Three short phrases were carved into the wall of the Temple of Apollo at Delphi: gnothi seauton, know thyself; meden agan, nothing in excess; and engya para d'ate, make a pledge and trouble follows. Plato attributed them to the Seven Sages of Greece, but the truth is probably duller and more interesting at once. They were popular proverbs that had been circulating for centuries before someone decided to chisel them into the most prestigious religious building in the Greek world. They are not bad summaries of how the place worked. Delphi was a sanctuary that asked you to be honest about your limits, to avoid extremes, and to think hard before swearing oaths to gods who took their promises seriously.
Delphi sits on the south slope of Mount Parnassus, about 600 meters above sea level, looking out across a steep valley of olive groves toward the Gulf of Corinth. The site is awkward to reach. There is no harbor, no plain, no obvious agricultural reason to build a city here. The reason it became the sanctuary it did has to do with that very inaccessibility: the Greeks decided this was the omphalos, the navel of the earth. According to the founding myth, Zeus released two eagles from opposite ends of the world and they met above this spot. A carved stone called the omphalos, marking the spot, sat inside the temple; copies survive in museums today. Pilgrims and ambassadors climbed the path from the coast at Itea, passed through the village now called Kastri, and approached the sanctuary along a Sacred Way lined with treasuries built by Greek city-states to hold the offerings they had given to Apollo. The Athenian Treasury, rebuilt in marble, still stands.

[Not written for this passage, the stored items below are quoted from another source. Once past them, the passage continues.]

use std::fmt;

use aliri_braid::braid;

/// Redacts a secret in `Debug`/`Display` unless the alternate flag is set
///
/// With `{:#?}` the secret is revealed up to `$default` characters (or the
/// requested width), so logs can correlate tokens without leaking them.
macro_rules! redacted {
    ($ty:ty: $label:literal, $default:literal) => {
        impl fmt::Debug for $ty {
            fn fmt(&self, f: &mut fmt::Formatter) -> fmt::Result {
                if f.alternate() {
                    f.write_str("\"")?;
                    reveal_prefix(&self.0, &mut *f, $default)?;
                    f.write_str("\"")
                } else {
                    f.write_str(concat!("***", $label, "***"))
                }
            }
        }

        impl fmt::Display for $ty {
            fn fmt(&self, f: &mut fmt::Formatter) -> fmt::Result {
                if f.alternate() {
                    reveal_prefix(&self.0, &mut *f, usize::MAX)
                } else {
                    f.write_str(concat!("***", $label, "***"))
                }
            }
        }
    };
}

fn reveal_prefix(secret: &str, f: &mut fmt::Formatter, default_len: usize) -> fmt::Result {
    let max_len = f.width().unwrap_or(default_len);
    if max_len <= 1 {
        return f.write_str("…");
    }

    if secret.chars().count() <= max_len {
        return f.write_str(secret);
    }

    let end = secret
        .char_indices()
        .nth(max_len - 1)
        .map_or(secret.len(), |(idx, _)| idx);
    f.write_str(&secret[..end])?;
    f.write_str("…")
}

/// An OAuth2 client ID
#[braid(serde)]
pub struct ClientId;

/// An OAuth2 client secret
#[braid(serde, debug = "owned", display = "owned")]
pub struct ClientSecret;

redacted!(ClientSecretRef: "CLIENT SECRET", 5);

/// A bearer access token
#[braid(serde, debug = "owned", display = "owned")]
pub struct AccessToken;

redacted!(AccessTokenRef: "ACCESS TOKEN", 15);

/// An OpenID Connect ID token
#[braid(serde)]
pub struct IdToken;

/// A refresh token
#[braid(serde, debug = "owned", display = "owned")]
pub struct RefreshToken;

redacted!(RefreshTokenRef: "REFRESH TOKEN", 5);
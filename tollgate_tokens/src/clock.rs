//! Clocks and second-resolution time used to judge token expiry
//!
//! Expiry decisions are always made against a [`Clock`], so tests can pin
//! the current time with a [`ManualClock`] instead of sleeping.

use std::{
    ops,
    sync::{
        atomic::{AtomicU64, Ordering},
        Arc,
    },
    time::{Duration, SystemTime},
};

use serde::{Deserialize, Serialize};

/// Unix time
///
/// Unix time as represented by the number of seconds elapsed since the
/// beginning of the Unix epoch on 1970/01/01 at 00:00:00 UTC.
#[derive(
    Clone, Copy, Debug, Default, PartialEq, Eq, Ord, PartialOrd, Hash, Serialize, Deserialize,
)]
#[serde(transparent)]
#[repr(transparent)]
pub struct UnixTime(pub u64);

impl From<SystemTime> for UnixTime {
    #[inline]
    fn from(t: SystemTime) -> Self {
        // Times before the epoch collapse to the epoch itself
        let secs = t
            .duration_since(SystemTime::UNIX_EPOCH)
            .map_or(0, |d| d.as_secs());

        UnixTime(secs)
    }
}

/// A span of time in whole seconds
#[derive(
    Clone, Copy, Debug, Default, PartialEq, Eq, Ord, PartialOrd, Hash, Serialize, Deserialize,
)]
#[serde(transparent)]
#[repr(transparent)]
pub struct DurationSecs(pub u64);

impl From<DurationSecs> for Duration {
    #[inline]
    fn from(d: DurationSecs) -> Self {
        Duration::from_secs(d.0)
    }
}

impl ops::Add<DurationSecs> for UnixTime {
    type Output = UnixTime;

    #[inline]
    fn add(self, rhs: DurationSecs) -> Self::Output {
        UnixTime(self.0.saturating_add(rhs.0))
    }
}

impl ops::Sub<DurationSecs> for UnixTime {
    type Output = UnixTime;

    #[inline]
    fn sub(self, rhs: DurationSecs) -> Self::Output {
        UnixTime(self.0.saturating_sub(rhs.0))
    }
}

impl ops::Sub for UnixTime {
    type Output = DurationSecs;

    /// Saturates at zero when `rhs` is later than `self`
    #[inline]
    fn sub(self, rhs: UnixTime) -> Self::Output {
        DurationSecs(self.0.saturating_sub(rhs.0))
    }
}

/// Represents a clock, which can tell the current time
pub trait Clock: Send + Sync {
    /// Gets the current time according to this clock
    fn now(&self) -> UnixTime;
}

impl<C: Clock + ?Sized> Clock for Arc<C> {
    #[inline]
    fn now(&self) -> UnixTime {
        (**self).now()
    }
}

/// The system clock as provided by `std::time::SystemTime`
#[derive(Clone, Copy, Debug, Default, PartialEq, Eq)]
pub struct System;

impl Clock for System {
    #[inline]
    fn now(&self) -> UnixTime {
        UnixTime::from(SystemTime::now())
    }
}

/// A clock whose time only moves when told to
///
/// The time is held atomically, so one clock can be shared (behind an
/// [`Arc`]) between the code under test and the test driving it.
#[derive(Debug, Default)]
pub struct ManualClock(AtomicU64);

impl ManualClock {
    /// Creates a new manual clock reading `time`
    pub const fn new(time: UnixTime) -> Self {
        Self(AtomicU64::new(time.0))
    }

    /// Updates the clock's current time to `time`
    pub fn set(&self, time: UnixTime) {
        self.0.store(time.0, Ordering::Release);
    }

    /// Moves the clock forward by `by`
    pub fn advance(&self, by: DurationSecs) {
        self.0.fetch_add(by.0, Ordering::AcqRel);
    }
}

impl Clock for ManualClock {
    #[inline]
    fn now(&self) -> UnixTime {
        UnixTime(self.0.load(Ordering::Acquire))
    }
}
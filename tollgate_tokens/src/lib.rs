//! Coalesced silent renewal of access tokens
//!
//! Clients of an OpenID Connect authority hold an access token that expires.
//! When it does, something has to renew it without bothering the user, and
//! when many requests notice the expiry at the same moment (say, after a
//! laptop wakes from sleep) only one of them should go to the authority.
//!
//! This crate provides the pieces for that:
//!
//! * an [`IdentityProvider`][providers::IdentityProvider] abstraction over
//!   whoever holds the signed-in [`User`], with an OpenID Connect
//!   implementation that renews through the `refresh_token` grant;
//! * a [`RetryPolicy`][retry::RetryPolicy] bounding each silent renewal in
//!   attempts, per-attempt timeout, and pause between attempts;
//! * a [`RenewalCoordinator`] that runs at most one renewal at a time and
//!   hands its outcome to every request that waited on it, oldest first.
//!
//! A failed renewal is not an error for the waiting requests. The cached
//! credentials are discarded and the requests proceed without a token, so
//! whatever sent them decides what an authorization failure means (for
//! example, sending the user to sign in again). Nothing here ever forces a
//! sign-in.
//!
//! ```
//! use tollgate_tokens::{
//!     providers::{FileUserStore, OidcProvider},
//!     retry::RetryPolicy,
//!     ClientId, RenewalCoordinator,
//! };
//!
//! # async fn run() -> Result<(), Box<dyn std::error::Error>> {
//! let provider = OidcProvider::new(
//!     reqwest::Client::new(),
//!     "https://auth.example.com/connect/token".parse()?,
//!     ClientId::from_static("admin-ui"),
//!     FileUserStore::new(".user.json"),
//! );
//! provider.restore().await?;
//!
//! let coordinator = RenewalCoordinator::new(provider, RetryPolicy::default());
//!
//! if let Some(token) = coordinator.access_token().await {
//!     tracing::info!(token = format_args!("{:#?}", token), "ready to call the API");
//! }
//! # Ok(())
//! # }
//! ```
//!
//! # Features
//!
//! * `oidc` (default): [`OidcProvider`][providers::OidcProvider], renewing
//!   against an OpenID Connect token endpoint.
//! * `file` (default): [`FileUserStore`][providers::FileUserStore], persisting
//!   the signed-in user to a local file.
//! * `testing`: scripted providers for exercising renewal in tests.

#![cfg_attr(docsrs, feature(doc_cfg))]
#![warn(
    missing_docs,
    unused_import_braces,
    unused_imports,
    unused_qualifications
)]
#![deny(
    missing_debug_implementations,
    trivial_numeric_casts,
    unsafe_code,
    unused_must_use
)]

mod braids;
pub mod clock;
mod coordinator;
pub mod providers;
pub mod retry;
#[cfg(any(test, feature = "testing"))]
pub mod testing;
mod user;

pub use braids::*;
pub use coordinator::{RenewalCoordinator, RenewalOutcome};
pub use user::{TokenStatus, User};
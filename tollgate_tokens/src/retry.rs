//! Bounded retries for silent renewal
//!
//! A single silent renewal is made of up to [`RetryPolicy::max_attempts()`]
//! attempts. Each attempt races the provider against a timer, and a failed
//! attempt is followed by a fixed pause before the next one.

use std::{error, sync::Arc, time::Duration};

use thiserror::Error;

use crate::{
    providers::{BoxError, IdentityProvider},
    User,
};

/// Configuration for how hard to try when renewing silently
#[derive(Clone, Debug)]
pub struct RetryPolicy {
    max_attempts: u32,
    attempt_timeout: Duration,
    retry_delay: Duration,
}

impl Default for RetryPolicy {
    /// Default retry policy
    ///
    /// Makes up to 3 attempts, gives each attempt 10 seconds, and waits
    /// 2 seconds between attempts.
    fn default() -> Self {
        Self {
            max_attempts: 3,
            attempt_timeout: Duration::from_secs(10),
            retry_delay: Duration::from_secs(2),
        }
    }
}

impl RetryPolicy {
    /// Constructs a new retry policy
    ///
    /// A `max_attempts` of zero still makes one attempt.
    pub fn new(max_attempts: u32, attempt_timeout: Duration, retry_delay: Duration) -> Self {
        Self {
            max_attempts: max_attempts.max(1),
            attempt_timeout,
            retry_delay,
        }
    }

    /// The most attempts a single renewal will make
    pub fn max_attempts(&self) -> u32 {
        self.max_attempts
    }

    /// How long a single attempt may take
    pub fn attempt_timeout(&self) -> Duration {
        self.attempt_timeout
    }

    /// The pause between a failed attempt and the next one
    pub fn retry_delay(&self) -> Duration {
        self.retry_delay
    }
}

/// Why a single renewal attempt failed
#[derive(Debug, Error)]
pub enum AttemptError {
    /// The provider did not answer in time
    #[error("silent renewal timed out after {0:?}")]
    Timeout(Duration),
    /// The provider refused or failed to renew
    #[error("identity provider failed to renew silently")]
    Provider(#[source] BoxError),
}

/// A renewal that could not be completed
#[derive(Debug, Error)]
pub enum RenewalError {
    /// Every attempt allowed by the policy failed
    #[error("silent renewal failed after {attempts} attempts")]
    Exhausted {
        /// How many attempts were made
        attempts: u32,
        /// Why the final attempt failed
        #[source]
        last: AttemptError,
    },
}

/// Tracks attempts made against a [`RetryPolicy`]
#[derive(Debug)]
pub struct RetryHandler {
    policy: RetryPolicy,
    attempts: u32,
}

impl RetryHandler {
    /// Constructs a new handler with no attempts made
    pub fn new(policy: RetryPolicy) -> Self {
        Self {
            policy,
            attempts: 0,
        }
    }

    /// Records the start of an attempt and returns its 1-based number
    pub fn begin(&mut self) -> u32 {
        self.attempts += 1;
        self.attempts
    }

    /// Reports a failed attempt
    ///
    /// Returns the pause before the next attempt, or `None` once the
    /// policy is exhausted.
    pub fn error(&self) -> Option<Duration> {
        if self.attempts < self.policy.max_attempts {
            Some(self.policy.retry_delay)
        } else {
            None
        }
    }

    /// How many attempts have been started
    pub fn attempts(&self) -> u32 {
        self.attempts
    }
}

/// Renews silently, retrying according to `policy`
pub async fn silent_renew<P>(
    provider: &P,
    policy: &RetryPolicy,
) -> Result<Arc<User>, RenewalError>
where
    P: IdentityProvider + ?Sized,
{
    let mut handler = RetryHandler::new(policy.clone());
    let max_attempts = policy.max_attempts();

    loop {
        let attempt = handler.begin();
        tracing::debug!(attempt, max_attempts, "attempting silent renewal");

        let error =
            match tokio::time::timeout(policy.attempt_timeout(), provider.signin_silent()).await {
                Ok(Ok(user)) => {
                    tracing::info!(attempt, expiry = user.expiry().0, "silent renewal succeeded");
                    return Ok(user);
                }
                Ok(Err(error)) => AttemptError::Provider(error),
                Err(_) => AttemptError::Timeout(policy.attempt_timeout()),
            };

        match handler.error() {
            Some(delay) => {
                tracing::warn!(
                    error = (&error as &dyn error::Error),
                    attempt,
                    max_attempts,
                    delay_ms = delay.as_millis() as u64,
                    "silent renewal attempt failed, will retry"
                );
                tokio::time::sleep(delay).await;
            }
            None => {
                tracing::warn!(
                    error = (&error as &dyn error::Error),
                    attempt,
                    max_attempts,
                    "silent renewal attempts exhausted, sign-in may be required"
                );
                return Err(RenewalError::Exhausted {
                    attempts: handler.attempts(),
                    last: error,
                });
            }
        }
    }
}

#[cfg(test)]
mod tests {
    use tokio::time::Instant;

    use super::*;
    use crate::testing::{ScriptedProvider, Step};

    #[test]
    fn zero_attempts_still_tries_once() {
        let policy = RetryPolicy::new(0, Duration::from_secs(1), Duration::from_secs(1));
        assert_eq!(policy.max_attempts(), 1);
    }

    #[test]
    fn handler_stops_after_the_last_attempt() {
        let mut handler = RetryHandler::new(RetryPolicy::default());

        handler.begin();
        assert_eq!(handler.error(), Some(Duration::from_secs(2)));
        handler.begin();
        assert_eq!(handler.error(), Some(Duration::from_secs(2)));
        handler.begin();
        assert_eq!(handler.error(), None);
    }

    #[tokio::test(start_paused = true)]
    async fn hanging_provider_is_tried_three_times_then_given_up() {
        let provider = ScriptedProvider::expired().with_steps([Step::Hang, Step::Hang, Step::Hang]);
        let started = Instant::now();

        let error = silent_renew(&provider, &RetryPolicy::default())
            .await
            .unwrap_err();

        assert_eq!(provider.attempts(), 3);
        // three 10s timeouts separated by two 2s pauses
        assert_eq!(started.elapsed(), Duration::from_secs(34));
        match error {
            RenewalError::Exhausted { attempts, last } => {
                assert_eq!(attempts, 3);
                assert!(matches!(last, AttemptError::Timeout(_)));
            }
        }
    }

    #[tokio::test(start_paused = true)]
    async fn success_on_second_attempt_waits_one_delay() {
        let provider =
            ScriptedProvider::expired().with_steps([Step::Fail, Step::Renew("second-try")]);
        let started = Instant::now();

        let user = silent_renew(&provider, &RetryPolicy::default())
            .await
            .unwrap();

        let elapsed = started.elapsed();
        assert_eq!(user.access_token().as_str(), "second-try");
        assert_eq!(provider.attempts(), 2);
        assert!(elapsed >= Duration::from_secs(2));
        assert!(elapsed < Duration::from_secs(22));
    }

    #[tokio::test(start_paused = true)]
    async fn provider_errors_are_reported_from_the_last_attempt() {
        let provider = ScriptedProvider::expired().with_steps([Step::Fail]);
        let policy = RetryPolicy::new(1, Duration::from_secs(10), Duration::from_secs(2));

        let error = silent_renew(&provider, &policy).await.unwrap_err();

        let RenewalError::Exhausted { attempts, last } = error;
        assert_eq!(attempts, 1);
        assert!(matches!(last, AttemptError::Provider(_)));
    }
}
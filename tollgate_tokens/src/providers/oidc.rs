//! An identity provider that renews silently through an OpenID Connect
//! token endpoint using the `refresh_token` grant

use std::{marker::PhantomData, sync::Arc};

use arc_swap::ArcSwapOption;
use async_trait::async_trait;
use thiserror::Error;

use super::{BoxError, IdentityProvider, UserStore};
use crate::{
    clock::{Clock, System},
    ClientId, User,
};

pub mod dto;

/// An identity provider backed by an OpenID Connect authority
///
/// The current user is kept in memory, so [`get_user()`][IdentityProvider::get_user()]
/// never touches the store or the network. Every change to the user is
/// written through to the [`UserStore`].
pub struct OidcProvider<T = FormBody> {
    client: reqwest::Client,
    token_url: reqwest::Url,
    credentials: dto::ClientCredentials,
    store: Arc<dyn UserStore>,
    current: ArcSwapOption<User>,
    clock: Arc<dyn Clock>,
    content_type: PhantomData<fn() -> T>,
}

impl OidcProvider<FormBody> {
    /// Constructs a new provider for a public client
    ///
    /// Nobody is signed in until [`restore()`][Self::restore()] finds a
    /// persisted user or [`sign_in()`][Self::sign_in()] is called.
    pub fn new(
        client: reqwest::Client,
        token_url: reqwest::Url,
        client_id: ClientId,
        store: impl UserStore + 'static,
    ) -> Self {
        Self {
            client,
            token_url,
            credentials: dto::ClientCredentials::new(client_id),
            store: Arc::new(store),
            current: ArcSwapOption::empty(),
            clock: Arc::new(System),
            content_type: PhantomData,
        }
    }

    /// Configures the provider to send grant requests as JSON
    pub fn using_json_body(self) -> OidcProvider<JsonBody> {
        OidcProvider {
            client: self.client,
            token_url: self.token_url,
            credentials: self.credentials,
            store: self.store,
            current: self.current,
            clock: self.clock,
            content_type: PhantomData,
        }
    }
}

impl<T> OidcProvider<T> {
    /// Authenticates as a confidential client
    pub fn with_client_secret(mut self, client_secret: crate::ClientSecret) -> Self {
        self.credentials.client_secret = Some(client_secret);
        self
    }

    /// Requests a specific scope on every renewal
    pub fn with_scope(mut self, scope: impl Into<String>) -> Self {
        self.credentials.scope = Some(scope.into());
        self
    }

    /// Sets a custom clock used to stamp renewed tokens
    pub fn with_clock(mut self, clock: impl Clock + 'static) -> Self {
        self.clock = Arc::new(clock);
        self
    }

    /// Loads a previously persisted user from the store
    ///
    /// Returns whether a user was found.
    pub async fn restore(&self) -> Result<bool, OidcError> {
        let user = self.store.load().await.map_err(OidcError::Store)?;
        let found = user.is_some();
        tracing::debug!(found, "restored user from store");
        self.current.store(user.map(Arc::new));
        Ok(found)
    }

    /// Records a user obtained through an interactive sign-in
    pub async fn sign_in(&self, user: User) -> Result<Arc<User>, OidcError> {
        self.store.save(&user).await.map_err(OidcError::Store)?;
        let user = Arc::new(user);
        self.current.store(Some(user.clone()));
        tracing::info!(expiry = user.expiry().0, "user signed in");
        Ok(user)
    }
}

impl<T> std::fmt::Debug for OidcProvider<T> {
    fn fmt(&self, f: &mut std::fmt::Formatter<'_>) -> std::fmt::Result {
        f.debug_struct("OidcProvider")
            .field("token_url", &self.token_url.as_str())
            .field("credentials", &self.credentials)
            .field("signed_in", &self.current.load().is_some())
            .finish()
    }
}

#[async_trait]
impl<T: RequestType> IdentityProvider for OidcProvider<T> {
    async fn get_user(&self) -> Option<Arc<User>> {
        self.current.load_full()
    }

    async fn signin_silent(&self) -> Result<Arc<User>, BoxError> {
        let current = self.current.load_full().ok_or(OidcError::NotSignedIn)?;
        let refresh_token = current
            .refresh_token()
            .ok_or(OidcError::MissingRefreshToken)?;

        let request = dto::RefreshTokenRequest {
            credentials: &self.credentials,
            refresh_token,
        };

        let mut user = request_token::<T>(&self.client, self.token_url.clone(), &request)
            .await?
            .into_user(self.clock.now());

        if user.refresh_token().is_none() {
            // The authority did not rotate, so the old refresh token stays valid
            user = user.with_refresh_token(refresh_token.to_owned());
        }

        if let Err(error) = self.store.save(&user).await {
            tracing::warn!(
                error = (&*error as &dyn std::error::Error),
                "unable to persist renewed user"
            );
        }

        let user = Arc::new(user);
        self.current.store(Some(user.clone()));
        Ok(user)
    }

    async fn remove_user(&self) -> Result<(), BoxError> {
        self.current.store(None);
        self.store.remove().await
    }
}

/// An error while attempting to renew tokens with the authority
#[derive(Debug, Error)]
pub enum OidcError {
    /// No user is signed in, so there is nothing to renew
    #[error("no user is signed in")]
    NotSignedIn,
    /// The signed-in user holds no refresh token
    #[error("signed-in user has no refresh token")]
    MissingRefreshToken,
    /// An error from the authority with an error body
    #[error("error requesting token from authority: {body}")]
    ErrorWithBody {
        /// The underlying request error
        source: reqwest::Error,
        /// The body of the error
        body: String,
    },
    /// Unable to deserialize the token body
    #[error("error deserializing token body from authority")]
    TokenBodyError(#[from] serde_json::Error),
    /// Unable to read the response
    #[error("error reading response body")]
    BodyReadError(#[source] reqwest::Error),
    /// Unable to send a token request to the authority
    #[error("error sending request to authority")]
    RequestSend(#[source] reqwest::Error),
    /// The user store failed
    #[error("user store failed")]
    Store(#[source] BoxError),
}

#[tracing::instrument(
    err,
    skip(client, token_url, request),
    fields(
        token_url = %token_url,
        credentials.client_id = %request.credentials.client_id,
    ),
)]
async fn request_token<T>(
    client: &reqwest::Client,
    token_url: reqwest::Url,
    request: &dto::RefreshTokenRequest<'_>,
) -> Result<dto::TokenResponse, OidcError>
where
    T: RequestType,
{
    tracing::trace!("requesting token from authority");

    let req = T::attach_payload(client.post(token_url), request);
    let resp = req.send().await.map_err(OidcError::RequestSend)?;

    tracing::debug!(
        response.status = resp.status().as_u16(),
        "received token response from authority"
    );

    if let Err(error) = resp.error_for_status_ref() {
        let body = resp.text().await.map_err(OidcError::BodyReadError)?;
        return Err(OidcError::ErrorWithBody {
            source: error,
            body,
        });
    }

    let body = resp.bytes().await.map_err(OidcError::BodyReadError)?;
    let token: dto::TokenResponse = serde_json::from_slice(&body)?;

    tracing::info!(
        has_id_token = token.id_token.is_some(),
        has_refresh_token = token.refresh_token.is_some(),
        lifetime = token.expires_in.0,
        "received new tokens"
    );

    Ok(token)
}

/// A manner of attaching a serializable payload to a request
pub trait RequestType: Send + Sync + 'static {
    /// Attaches the serializable payload to the request body
    fn attach_payload<S: serde::Serialize>(
        request: reqwest::RequestBuilder,
        payload: &S,
    ) -> reqwest::RequestBuilder;
}

/// Sends grant requests as JSON
#[derive(Debug)]
pub struct JsonBody;

/// Sends grant requests as URL-encoded form data, as OpenID Connect expects
#[derive(Debug)]
pub struct FormBody;

impl RequestType for JsonBody {
    fn attach_payload<S: serde::Serialize>(
        request: reqwest::RequestBuilder,
        payload: &S,
    ) -> reqwest::RequestBuilder {
        request.json(payload)
    }
}

impl RequestType for FormBody {
    fn attach_payload<S: serde::Serialize>(
        request: reqwest::RequestBuilder,
        payload: &S,
    ) -> reqwest::RequestBuilder {
        request.form(payload)
    }
}
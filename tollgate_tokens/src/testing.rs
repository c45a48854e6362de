//! Scripted identity providers for exercising renewal without an authority
//!
//! Enabled with the `testing` feature.

use std::{
    collections::VecDeque,
    fmt,
    sync::{
        atomic::{AtomicUsize, Ordering},
        Arc, Mutex, PoisonError,
    },
};

use async_trait::async_trait;
use tokio::sync::Semaphore;

use crate::{
    clock::{DurationSecs, ManualClock, UnixTime},
    providers::{BoxError, IdentityProvider},
    AccessToken, User,
};

/// The time every scripted provider considers to be "now"
pub const NOW: UnixTime = UnixTime(1_700_000_000);

/// A clock frozen at [`NOW`]
pub fn clock() -> ManualClock {
    ManualClock::new(NOW)
}

/// What a scripted provider does on its next silent renewal
#[derive(Clone, Copy, Debug)]
pub enum Step {
    /// Succeed with a fresh access token
    Renew(&'static str),
    /// Fail immediately
    Fail,
    /// Never answer
    Hang,
}

/// The error returned by [`Step::Fail`]
#[derive(Debug)]
pub struct ScriptedFailure;

impl fmt::Display for ScriptedFailure {
    fn fmt(&self, f: &mut fmt::Formatter<'_>) -> fmt::Result {
        f.write_str("scripted renewal failure")
    }
}

impl std::error::Error for ScriptedFailure {}

/// An identity provider that follows a script of renewal outcomes
///
/// Once the script runs out, every further renewal fails.
#[derive(Debug, Default)]
pub struct ScriptedProvider {
    user: Mutex<Option<Arc<User>>>,
    steps: Mutex<VecDeque<Step>>,
    gate: Option<Arc<Semaphore>>,
    forget_on_remove: bool,
    lookups: AtomicUsize,
    attempts: AtomicUsize,
    removals: AtomicUsize,
}

impl ScriptedProvider {
    /// Nobody is signed in
    pub fn signed_out() -> Self {
        Self::default()
    }

    /// Signed in with an access token that is valid at [`NOW`]
    pub fn fresh(access_token: &str) -> Self {
        Self::with_user(User::new(
            AccessToken::from(access_token.to_owned()),
            NOW,
            DurationSecs(3_600),
        ))
    }

    /// Signed in with an access token that expired before [`NOW`]
    pub fn expired() -> Self {
        Self::with_user(User::new(
            AccessToken::from_static("expired-token"),
            NOW - DurationSecs(3_600),
            DurationSecs(3_000),
        ))
    }

    fn with_user(user: User) -> Self {
        Self {
            user: Mutex::new(Some(Arc::new(user))),
            ..Self::default()
        }
    }

    /// Appends steps to the renewal script
    pub fn with_steps(self, steps: impl IntoIterator<Item = Step>) -> Self {
        lock(&self.steps).extend(steps);
        self
    }

    /// Holds every renewal attempt until a permit is added to `gate`
    pub fn gated(mut self, gate: Arc<Semaphore>) -> Self {
        self.gate = Some(gate);
        self
    }

    /// Signs the user out when asked to remove it
    ///
    /// By default removal is only counted, so the expired user stays around.
    pub fn forgetting_on_remove(mut self) -> Self {
        self.forget_on_remove = true;
        self
    }

    /// How many times the cached user was looked up
    pub fn lookups(&self) -> usize {
        self.lookups.load(Ordering::Acquire)
    }

    /// How many silent renewal attempts were made
    pub fn attempts(&self) -> usize {
        self.attempts.load(Ordering::Acquire)
    }

    /// How many times the user was asked to be removed
    pub fn removals(&self) -> usize {
        self.removals.load(Ordering::Acquire)
    }
}

fn lock<T>(mutex: &Mutex<T>) -> std::sync::MutexGuard<'_, T> {
    mutex.lock().unwrap_or_else(PoisonError::into_inner)
}

#[async_trait]
impl IdentityProvider for ScriptedProvider {
    async fn get_user(&self) -> Option<Arc<User>> {
        self.lookups.fetch_add(1, Ordering::AcqRel);
        lock(&self.user).clone()
    }

    async fn signin_silent(&self) -> Result<Arc<User>, BoxError> {
        self.attempts.fetch_add(1, Ordering::AcqRel);

        if let Some(gate) = &self.gate {
            if let Ok(permit) = gate.acquire().await {
                permit.forget();
            }
        }

        let step = lock(&self.steps).pop_front().unwrap_or(Step::Fail);
        match step {
            Step::Renew(token) => {
                let user = Arc::new(User::new(
                    AccessToken::from_static(token),
                    NOW,
                    DurationSecs(3_600),
                ));
                *lock(&self.user) = Some(user.clone());
                Ok(user)
            }
            Step::Fail => Err(ScriptedFailure.into()),
            Step::Hang => std::future::pending().await,
        }
    }

    async fn remove_user(&self) -> Result<(), BoxError> {
        self.removals.fetch_add(1, Ordering::AcqRel);
        if self.forget_on_remove {
            *lock(&self.user) = None;
        }
        Ok(())
    }
}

The oracle herself was called the Pythia, and she was a local woman of unblemished reputation chosen for the role. She sat on a tripod over a fissure in the floor of the inner sanctum, the adyton, and breathed whatever rose from the cleft below. According to ancient writers including Plutarch, who served as a priest at Delphi in the second century AD, a sweet-smelling pneuma - breath, vapor - emerged from the rock and induced her trance. Modern geological work in the 1990s and 2000s identified two fault lines crossing under the temple and showed that limestone strata in the area can release ethylene and ethane, both of which are anesthetic in low doses and sedating in higher ones. The theory remains debated, but the chemistry is consistent with the ancient descriptions. What the Pythia spoke, the priests rendered into hexameter verse, often deliberately ambiguous. Croesus of Lydia was famously told that if he attacked Persia he would destroy a great empire. He attacked. The empire he destroyed was his own.
Every four years, beginning in 586 BC, athletes came to Delphi for the Pythian Games, second in prestige only to Olympia. Winners received a crown of laurel cut ceremonially from a sacred tree, which is why these competitions are called the stephantic games, after stephanos, the Greek word for crown. Delphi was the only Panhellenic site that hosted musical competitions in addition to athletic ones. Among the bronze offerings that survived the centuries is the Charioteer of Delphi, a life-size figure dedicated around 470 BC by a tyrant of Sicily named Polyzalos to commemorate a victory in the chariot race. The face has inset glass eyes, the eyelashes are individually cast bronze, and the figure stares straight ahead with an expression of complete composure. The chariot, the horses, and the rest of the group are gone. Only the driver remains, holding the reins of vanished animals, in the museum at the site.
Delphi was rich, and rich sanctuaries attract attention. In 278 BC a band of Celtic raiders looted the temple, burned it, and carried off the eternal flame from the altar; the same year, an earthquake brought down part of the roof. The oracle's prestige declined for centuries afterward, then revived under the emperor Hadrian in the second century AD. Constantine the Great looted the site again in 324 AD, hauling treasures back to his new capital. Among them was the Serpent Column, a bronze tripod made from the melted weapons of Persians defeated at Plataea in 479 BC and inscribed with the names of the thirty-one Greek cities that had fought in the war. The base of that column still stands in what was the Hippodrome of Constantinople, now Sultanahmet Square in Istanbul. The oracle continued operating through the rise of Christianity until 381 AD, when the emperor Theodosius I shut down the temples as part of his persecution of pagan worship. The Pythian Games continued for another forty years. The site was abandoned and gradually buried until French archaeologists, who began excavating in 1893, moved the village of Kastri off the ruins and began bringing the sanctuary back into the light.
Coordinates: 38.4824 N, 22.5010 E. Suggested viewing altitude 4,000-7,000 ft AGL over the south slope of Mount Parnassus. The sanctuary clings to the hillside between two cliffs called the Phaedriades; look for the Tholos at Athena Pronaia just east of the main precinct, then the long terrace of the Sanctuary of Apollo with the Temple of Apollo, the theatre carved into the slope above, and the stadium at the highest level. The valley falls away steeply toward the Pleistos River and the Gulf of Corinth 12 km south. Nearest airports: Athens International (LGAV) about 130 km east-southeast, Tanagra military (LGTG) about 90 km east. Mountain wave conditions and rotor turbulence are common in winds above 20 kt; smoothest flying is early morning.